**Directions for this task**
Work out the number of lines in the records that include the word "usize"; reply with that number alone.

+---+

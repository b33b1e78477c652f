//! Document element extraction
//!
//! Walks the document body in physical order and flattens it into an
//! ordered sequence of [`DocumentElement`]s. Non-empty paragraphs become
//! text elements, tables become rectangular string grids, and embedded
//! pictures become image elements paired with any following caption
//! paragraph. A table that fails to extract is skipped with a warning; only
//! an unopenable container is fatal.

pub(crate) mod media;
pub(crate) mod table;

use std::path::PathBuf;

use crate::document::io::{read_document_xml, validate_docx_bytes};
use crate::document::models::DocumentElement;
use crate::error::{Error, Result};

use media::{extract_media_files, is_caption_paragraph, paragraph_has_drawing};
use table::{extract_table, scan_grid_spans};

/// Options controlling extraction.
#[derive(Debug, Clone, Default)]
pub struct ExtractOptions {
    /// Directory to copy embedded media into. When unset, image elements
    /// are omitted (best-effort policy).
    pub image_dir: Option<PathBuf>,
}

/// Parse a .docx byte buffer into an ordered element sequence.
///
/// Fails with [`Error::MalformedDocument`] if the container cannot be
/// opened or parsed; individual malformed tables are skipped so the rest
/// of the document remains usable.
pub fn extract_elements(bytes: &[u8], options: &ExtractOptions) -> Result<Vec<DocumentElement>> {
    validate_docx_bytes(bytes)?;

    let docx = docx_rs::read_docx(bytes).map_err(|e| Error::MalformedDocument(e.to_string()))?;

    // Grid spans are not visible through the typed walk, so recover them
    // from the raw XML up front. If the scan comes up short for a table,
    // extraction falls back to span 1 for its cells.
    let grid_spans = match read_document_xml(bytes) {
        Ok(xml) => scan_grid_spans(&xml),
        Err(e) => {
            log::warn!("could not scan document XML for cell spans: {e}");
            Vec::new()
        }
    };

    let image_paths = match &options.image_dir {
        Some(dir) => extract_media_files(bytes, dir),
        None => Vec::new(),
    };

    let children = &docx.document.children;

    let mut elements = Vec::new();
    let mut table_index = 0;
    let mut image_index = 0;
    let mut skip_caption_at: Option<usize> = None;

    for (child_index, child) in children.iter().enumerate() {
        if skip_caption_at == Some(child_index) {
            skip_caption_at = None;
            continue;
        }

        match child {
            docx_rs::DocumentChild::Paragraph(para) => {
                if paragraph_has_drawing(para) && image_index < image_paths.len() {
                    let caption = next_caption(children, child_index);
                    if caption.is_some() {
                        skip_caption_at = Some(child_index + 1);
                    }
                    elements.push(DocumentElement::Image {
                        image_path: image_paths[image_index].clone(),
                        caption,
                    });
                    image_index += 1;
                }

                let text = extract_paragraph_text(para);
                if !text.is_empty() {
                    elements.push(DocumentElement::Text { text });
                }
            }
            docx_rs::DocumentChild::Table(docx_table) => {
                let spans = grid_spans.get(table_index);
                match extract_table(docx_table, spans) {
                    Some(element) => elements.push(element),
                    None => log::warn!("skipping empty or unreadable table {table_index}"),
                }
                table_index += 1;
            }
            _ => {}
        }
    }

    Ok(elements)
}

/// Extract plain text from a paragraph, trimmed.
///
/// Tabs and line breaks inside runs are preserved as whitespace; drawings
/// and other non-text run children contribute nothing.
pub(crate) fn extract_paragraph_text(para: &docx_rs::Paragraph) -> String {
    let mut text = String::new();

    for child in &para.children {
        if let docx_rs::ParagraphChild::Run(run) = child {
            for run_child in &run.children {
                match run_child {
                    docx_rs::RunChild::Text(text_elem) => text.push_str(&text_elem.text),
                    docx_rs::RunChild::Tab(_) => text.push('\t'),
                    docx_rs::RunChild::Break(_) => text.push('\n'),
                    _ => {}
                }
            }
        }
    }

    text.trim().to_string()
}

/// Text of the caption-styled paragraph immediately following an image
/// paragraph, if there is one.
fn next_caption(children: &[docx_rs::DocumentChild], image_index: usize) -> Option<String> {
    match children.get(image_index + 1) {
        Some(docx_rs::DocumentChild::Paragraph(para)) if is_caption_paragraph(para) => {
            let text = extract_paragraph_text(para);
            (!text.is_empty()).then_some(text)
        }
        _ => None,
    }
}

+---+

**Solved problem**
2